Speaker: Jeremie Giraud

Date: Thursday 30th of September 2021, 1:15 pm.

Abstract:

To reduce uncertainties in reconstructed images, geologic information must be introduced in a numerically robust and stable way during the geophysical data inversion procedure. In the context of potential (gravity) data inversion, it is important to bound the physical properties by providing probabilistic information on the number of lithologies and ranges of values of possibly existing related rock properties (densities). For this purpose, we have introduced a generalization of bounding constraints for geophysical inversion based on the alternating direction method of multipliers.
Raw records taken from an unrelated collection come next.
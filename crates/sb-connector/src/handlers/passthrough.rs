//! Device-to-cloud transformer.
//!
//! Converts Ditto twin command envelopes arriving on the local event
//! and telemetry topics into AWS Device Shadow publications. A single
//! envelope can fan out into several shadow messages: one for the
//! attributes scope and one per feature, each addressed by thing and
//! feature identity. Anything that is not a twin command is forwarded
//! unchanged as a timestamped event.

use std::sync::Arc;

use serde_json::{Map, Value};

use sb_protocol::ditto::Envelope;
use sb_protocol::topics::{self, ShadowOp};
use sb_protocol::{json, Topic};

use super::{HandlerError, InboundMessage, MessageHandler, OutboundMessage, ShadowStateReader};
use crate::settings::{BridgeSettings, MessageFilters};

const ATTRIBUTES_TAG: &str = "attributes";
const FEATURES_TAG: &str = "features";
const PROPERTIES_TAG: &str = "properties";
const DEFINITION_TAG: &str = "definition";

const STATE_TAG: &str = "state";
const REPORTED_TAG: &str = "reported";

/// Handler for local device-to-cloud traffic.
pub struct DeviceHandler {
    tenant_id: String,
    device_id: String,
    filters: MessageFilters,
    states: Arc<dyn ShadowStateReader>,
}

impl DeviceHandler {
    pub fn new(states: Arc<dyn ShadowStateReader>) -> Self {
        Self {
            tenant_id: String::new(),
            device_id: String::new(),
            filters: MessageFilters::default(),
            states,
        }
    }

    /// Whether the envelope is a twin command addressed to the
    /// configured device or one of its children.
    fn is_shadow_message(&self, env: &Envelope) -> bool {
        if !env.is_request() || !env.topic.is_twin_command() {
            return false;
        }
        let id = env.thing_id();
        id == self.device_id || id.starts_with(&format!("{}:", self.device_id))
    }

    /// The child suffix of a thing ID under the configured device, or
    /// `None` for the root thing itself.
    fn child_suffix<'a>(&self, thing_id: &'a str) -> Option<&'a str> {
        if thing_id.len() == self.device_id.len() {
            None
        } else {
            Some(&thing_id[self.device_id.len() + 1..])
        }
    }

    /// Convert a twin command envelope into its shadow messages.
    ///
    /// Returns `None` when the envelope is not a shadow message at all
    /// (pass-through applies), and `Some(vec![])` when it is one but is
    /// filtered out or carries nothing to publish.
    fn to_shadow_messages(
        &self,
        env: &Envelope,
    ) -> Result<Option<Vec<OutboundMessage>>, HandlerError> {
        if !self.is_shadow_message(env) {
            return Ok(None);
        }

        if let Some(filter) = &self.filters.topic_filter {
            let topic = env.topic.to_string();
            if filter.is_match(&topic) {
                tracing::debug!(topic = %topic, "excluded message by topic filter");
                return Ok(Some(Vec::new()));
            }
        }

        let value = json::integrate(&env.path, env.value.clone().unwrap_or(Value::Null));
        let Some(value) = self.filter_payload(value) else {
            return Ok(Some(Vec::new()));
        };

        let mut messages = Vec::new();
        if let Value::Object(root) = &value {
            if let Some(attributes) = root.get(ATTRIBUTES_TAG) {
                let scope = match attributes {
                    Value::Object(_) => attributes.clone(),
                    _ => Value::Null,
                };
                messages.push(self.shadow_message(env, None, scope)?);
            }
            if let Some(Value::Object(features)) = root.get(FEATURES_TAG) {
                for (feature_name, feature) in features {
                    let feature_name = Some(feature_name.as_str());
                    if feature.is_null() {
                        messages.push(self.shadow_message(env, feature_name, Value::Null)?);
                    } else if let Some(properties) = feature_properties(feature) {
                        messages.push(self.shadow_message(env, feature_name, properties)?);
                    }
                }
            }
        }
        Ok(Some(messages))
    }

    /// Build one outbound shadow message for an attributes or feature
    /// scope.
    fn shadow_message(
        &self,
        env: &Envelope,
        feature_name: Option<&str>,
        value: Value,
    ) -> Result<OutboundMessage, HandlerError> {
        let (topic, op) = self.shadow_topic(&env.topic, feature_name, &value);

        let payload = match op {
            ShadowOp::Delete => Vec::new(),
            ShadowOp::Update => {
                let value = self.merge_with_reported(env, feature_name, value);
                let document = json::wrap(&[STATE_TAG, REPORTED_TAG], value);
                serde_json::to_vec(&document)?
            }
        };

        tracing::debug!(topic = %topic, "sending shadow message");
        Ok(OutboundMessage { topic, payload })
    }

    /// Select the destination shadow topic and operation for one scope.
    fn shadow_topic(
        &self,
        topic: &Topic,
        feature_name: Option<&str>,
        value: &Value,
    ) -> (String, ShadowOp) {
        let op = if topic.is_delete() && is_entire_shadow(value) {
            ShadowOp::Delete
        } else {
            ShadowOp::Update
        };

        let thing_id = topic.thing_id();
        let topic = match (self.child_suffix(&thing_id), feature_name) {
            (None, None) => topics::root_shadow(&self.device_id, op),
            (None, Some(feature)) => topics::named_shadow(&self.device_id, feature, op),
            (Some(child), None) => topics::named_shadow(&self.device_id, child, op),
            (Some(child), Some(feature)) => {
                topics::child_feature_shadow(&self.device_id, child, feature, op)
            }
        };
        (topic, op)
    }

    /// The mirror key for one scope: device ID for root attributes,
    /// child suffix for child attributes, feature name for root
    /// features, `child:feature` for child features.
    fn shadow_id(&self, thing_id: &str, feature_name: Option<&str>) -> String {
        match (self.child_suffix(thing_id), feature_name) {
            (None, None) => self.device_id.clone(),
            (None, Some(feature)) => feature.to_string(),
            (Some(child), None) => child.to_string(),
            (Some(child), Some(feature)) => format!("{child}:{feature}"),
        }
    }

    /// Merge an update against the last accepted shadow state so that
    /// properties absent from the replacement become `null` tombstones.
    ///
    /// Only `create` and `modify` replace state; a Ditto `merge` is a
    /// partial patch and a `delete` already carries its own nulls, so
    /// both are emitted verbatim. Tombstones are confined to the subtree
    /// the envelope path addresses: everything above it is a partial
    /// document AWS merges by itself.
    fn merge_with_reported(
        &self,
        env: &Envelope,
        feature_name: Option<&str>,
        value: Value,
    ) -> Value {
        if env.topic.is_merge() || env.topic.is_delete() {
            return value;
        }
        let shadow_id = self.shadow_id(&env.thing_id(), feature_name);
        let Some(prev) = self.states.current_state(&shadow_id) else {
            return value;
        };

        let rel = scope_relative_path(&env.path, feature_name);
        if rel.is_empty() {
            return json::merge_with_tombstones(&prev, &value);
        }
        if let (Some(prev_sub), Some(next_sub)) =
            (json::descend(&prev, &rel), json::descend(&value, &rel))
        {
            let merged = json::merge_with_tombstones(prev_sub, next_sub);
            return json::wrap(&rel, merged);
        }
        value
    }

    /// Remove every leaf whose synthesized JSON path matches one of the
    /// payload filters, dropping containers that become empty. `None`
    /// means the whole value was removed.
    fn filter_payload(&self, value: Value) -> Option<Value> {
        if self.filters.payload_filters.is_empty() {
            return Some(value);
        }
        self.prune("", value)
    }

    fn prune(&self, path: &str, value: Value) -> Option<Value> {
        match value {
            Value::Object(map) => {
                let mut kept = Map::new();
                for (key, child) in map {
                    let child_path = format!("{path}/{key}");
                    if let Some(child) = self.prune(&child_path, child) {
                        kept.insert(key, child);
                    }
                }
                if kept.is_empty() {
                    None
                } else {
                    Some(Value::Object(kept))
                }
            }
            Value::Array(items) => {
                let mut kept = Vec::new();
                for (index, item) in items.into_iter().enumerate() {
                    let child_path = format!("{path}/{index}");
                    if let Some(item) = self.prune(&child_path, item) {
                        kept.push(item);
                    }
                }
                if kept.is_empty() {
                    None
                } else {
                    Some(Value::Array(kept))
                }
            }
            leaf => {
                if self
                    .filters
                    .payload_filters
                    .iter()
                    .any(|filter| filter.is_match(path))
                {
                    tracing::debug!(path = %path, "excluded JSON path");
                    None
                } else {
                    Some(leaf)
                }
            }
        }
    }

    /// Forward a non-twin message as a timestamped event toward the
    /// cloud event or telemetry topic.
    fn forward_event(&self, msg: &InboundMessage) -> Vec<OutboundMessage> {
        let topic = if msg.topic.starts_with('t') {
            topics::telemetry_passthrough(&self.tenant_id, &self.device_id)
        } else {
            topics::event_passthrough(&self.tenant_id, &self.device_id)
        };
        vec![OutboundMessage {
            topic,
            payload: stamp_timestamp(&msg.payload),
        }]
    }
}

impl MessageHandler for DeviceHandler {
    fn init(&mut self, settings: &BridgeSettings) -> Result<(), HandlerError> {
        self.tenant_id = settings.tenant_id.clone();
        self.device_id = settings.device_id.clone();
        self.filters = settings.filters.clone();
        Ok(())
    }

    fn name(&self) -> &'static str {
        "device_to_cloud_handler"
    }

    fn topics(&self) -> String {
        topics::LOCAL_EVENT_TOPICS.to_string()
    }

    fn handle(&self, msg: &InboundMessage) -> Result<Vec<OutboundMessage>, HandlerError> {
        if let Ok(env) = serde_json::from_slice::<Envelope>(&msg.payload) {
            if let Some(messages) = self.to_shadow_messages(&env)? {
                return Ok(messages);
            }
        }
        Ok(self.forward_event(msg))
    }
}

/// Whether a scope value addresses the entire shadow rather than
/// individual properties.
fn is_entire_shadow(value: &Value) -> bool {
    match value {
        Value::Object(map) => map.is_empty(),
        _ => true,
    }
}

/// All feature properties, including the definition when present.
fn feature_properties(feature: &Value) -> Option<Value> {
    let feature = feature.as_object()?;
    let mut result = match feature.get(PROPERTIES_TAG) {
        Some(Value::Object(properties)) => properties.clone(),
        _ => Map::new(),
    };
    if let Some(definition) = feature.get(DEFINITION_TAG) {
        result.insert(DEFINITION_TAG.to_string(), definition.clone());
    }
    if result.is_empty() {
        None
    } else {
        Some(Value::Object(result))
    }
}

/// The envelope path relative to a shadow scope: segments below
/// `/attributes`, or below `/features/{name}` with a leading
/// `properties` segment dropped. Paths at or above the scope root have
/// an empty relative path.
fn scope_relative_path<'a>(path: &'a str, feature_name: Option<&str>) -> Vec<&'a str> {
    let segments = json::path_segments(path);
    match feature_name {
        None => {
            if segments.first() == Some(&ATTRIBUTES_TAG) {
                segments[1..].to_vec()
            } else {
                Vec::new()
            }
        }
        Some(feature) => {
            if segments.len() >= 2 && segments[0] == FEATURES_TAG && segments[1] == feature {
                let below_feature = &segments[2..];
                if below_feature.first() == Some(&PROPERTIES_TAG) {
                    below_feature[1..].to_vec()
                } else {
                    below_feature.to_vec()
                }
            } else {
                Vec::new()
            }
        }
    }
}

/// Stamp an `x-timestamp` header (epoch milliseconds) into a JSON
/// envelope payload; non-object payloads pass through unchanged.
fn stamp_timestamp(payload: &[u8]) -> Vec<u8> {
    let Ok(Value::Object(mut envelope)) = serde_json::from_slice::<Value>(payload) else {
        return payload.to_vec();
    };
    let headers = envelope
        .entry("headers".to_string())
        .or_insert_with(|| Value::Object(Map::new()));
    if let Value::Object(headers) = headers {
        headers.insert(
            "x-timestamp".to_string(),
            Value::String(chrono::Utc::now().timestamp_millis().to_string()),
        );
    }
    serde_json::to_vec(&Value::Object(envelope)).unwrap_or_else(|_| payload.to_vec())
}
//! Structural walkers over dynamic JSON payloads.
//!
//! The bridge manipulates twin state as untyped `serde_json::Value`
//! trees: re-applying envelope paths, descending to the subtree a path
//! addresses, and computing the merge that turns a full-state replace
//! into an AWS Shadow document with explicit `null` tombstones.

use serde_json::{Map, Value};

/// Split a JSON-pointer-style path into its non-empty segments.
pub fn path_segments(path: &str) -> Vec<&str> {
    path.split('/').filter(|s| !s.is_empty()).collect()
}

/// Wrap a value in nested single-key objects, innermost last.
///
/// `wrap(["a", "b"], 1)` yields `{"a":{"b":1}}`.
pub fn wrap(segments: &[&str], value: Value) -> Value {
    segments.iter().rev().fold(value, |inner, segment| {
        let mut map = Map::new();
        map.insert(segment.to_string(), inner);
        Value::Object(map)
    })
}

/// Re-apply an envelope path onto its value, reconstructing the state
/// subtree the envelope addresses.
///
/// Path `/features/F/properties/P` with value `200` reconstructs
/// `{"features":{"F":{"properties":{"P":200}}}}`.
pub fn integrate(path: &str, value: Value) -> Value {
    wrap(&path_segments(path), value)
}

/// Descend a value along object keys (or array indices for numeric
/// segments). Returns `None` when any step is missing or untraversable.
pub fn descend<'a>(value: &'a Value, segments: &[&str]) -> Option<&'a Value> {
    segments.iter().try_fold(value, |node, segment| match node {
        Value::Object(map) => map.get(*segment),
        Value::Array(items) => segment.parse::<usize>().ok().and_then(|i| items.get(i)),
        _ => None,
    })
}

/// Deep-merge an incoming replacement against the previously reported
/// state, producing the document to publish.
///
/// Keys present in `next` take its values (recursively merged when both
/// sides are containers); keys present only in `prev` become `null`
/// tombstones so AWS removes them. Arrays merge index-wise and take the
/// incoming length. Anything else is replaced outright.
pub fn merge_with_tombstones(prev: &Value, next: &Value) -> Value {
    match (prev, next) {
        (Value::Object(prev_map), Value::Object(next_map)) => {
            let mut merged = Map::new();
            for (key, next_value) in next_map {
                let value = match prev_map.get(key) {
                    Some(prev_value) => merge_with_tombstones(prev_value, next_value),
                    None => next_value.clone(),
                };
                merged.insert(key.clone(), value);
            }
            for key in prev_map.keys() {
                if !next_map.contains_key(key) {
                    merged.insert(key.clone(), Value::Null);
                }
            }
            Value::Object(merged)
        }
        (Value::Array(prev_items), Value::Array(next_items)) => Value::Array(
            next_items
                .iter()
                .enumerate()
                .map(|(i, next_item)| match prev_items.get(i) {
                    Some(prev_item) => merge_with_tombstones(prev_item, next_item),
                    None => next_item.clone(),
                })
                .collect(),
        ),
        _ => next.clone(),
    }
}

#[cfg(test)]
mod tests {
    use super::*;
    use serde_json::json;

    #[test]
    fn integrate_wraps_path_in_reverse() {
        assert_eq!(
            integrate("/features/F/properties/P", json!(200)),
            json!({"features":{"F":{"properties":{"P":200}}}})
        );
    }

    #[test]
    fn integrate_skips_empty_segments() {
        assert_eq!(integrate("/", json!({"a":1})), json!({"a":1}));
        assert_eq!(integrate("", json!(5)), json!(5));
        assert_eq!(integrate("//a//b", json!(1)), json!({"a":{"b":1}}));
    }

    #[test]
    fn descend_objects_and_arrays() {
        let value = json!({"a":{"b":[10, {"c": 20}]}});
        assert_eq!(descend(&value, &[]), Some(&value));
        assert_eq!(descend(&value, &["a", "b", "0"]), Some(&json!(10)));
        assert_eq!(descend(&value, &["a", "b", "1", "c"]), Some(&json!(20)));
        assert_eq!(descend(&value, &["a", "missing"]), None);
        assert_eq!(descend(&value, &["a", "b", "0", "c"]), None);
    }

    #[test]
    fn merge_tombstones_removed_keys() {
        let prev = json!({"status":100,"obsolete":"true"});
        let next = json!({"status":200});
        assert_eq!(
            merge_with_tombstones(&prev, &next),
            json!({"obsolete":null,"status":200})
        );
    }

    #[test]
    fn merge_recurses_into_nested_maps() {
        let prev = json!({"nested":{"status":100,"obsolete":"true"}});
        let next = json!({"nested":{"status":200}});
        assert_eq!(
            merge_with_tombstones(&prev, &next),
            json!({"nested":{"obsolete":null,"status":200}})
        );
    }

    #[test]
    fn merge_arrays_index_wise_taking_incoming_length() {
        let prev = json!({"nested":["firstOld",{"status":100,"obsolete":"true"},"third"]});
        let next = json!({"nested":["firstNew",{"status":200}]});
        assert_eq!(
            merge_with_tombstones(&prev, &next),
            json!({"nested":["firstNew",{"obsolete":null,"status":200}]})
        );
    }

    #[test]
    fn merge_replaces_on_type_mismatch() {
        let prev = json!({"status":{"code":100}});
        let next = json!({"status":200});
        assert_eq!(merge_with_tombstones(&prev, &next), json!({"status":200}));

        let prev = json!(100);
        let next = json!({"code":200});
        assert_eq!(merge_with_tombstones(&prev, &next), json!({"code":200}));
    }

    #[test]
    fn merge_incoming_null_wins() {
        let prev = json!({"a":1});
        let next = Value::Null;
        assert_eq!(merge_with_tombstones(&prev, &next), Value::Null);
    }
}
The flexibility of the proposed technique enables us to take into account petrophysical information as well as probabilistic geologic modeling, when it is available. The algorithm introduces a priori knowledge in terms of physically acceptable bounds of model parameters based on the nature of the modeled lithofacies in the region under study. Instead of introducing only one interval of geologically acceptable values for each parameter representing a set of rock properties, we define sets of disjoint intervals using the available geologic information. Different sets of intervals are tested, such as quasidiscrete (or narrow) intervals as well as wider intervals provided by geologic information obtained from probabilistic geologic modeling. Narrower intervals can be used as soft constraints encouraging quasidiscrete inversions. The algorithm is first applied to a synthetic 2D case for proof-of-concept validation and then to the 3D inversion of gravity data collected in the Yerrida Basin (Western Australia). Numerical convergence tests show the robustness and stability of the bound constraints that we apply, which is not always trivial for constrained inversions. This technique can be a more reliable uncertainty reduction method as well as an alternative to other petrophysically or geologically constrained inversions based on the more classic “clustering” or Gaussian-mixture approaches.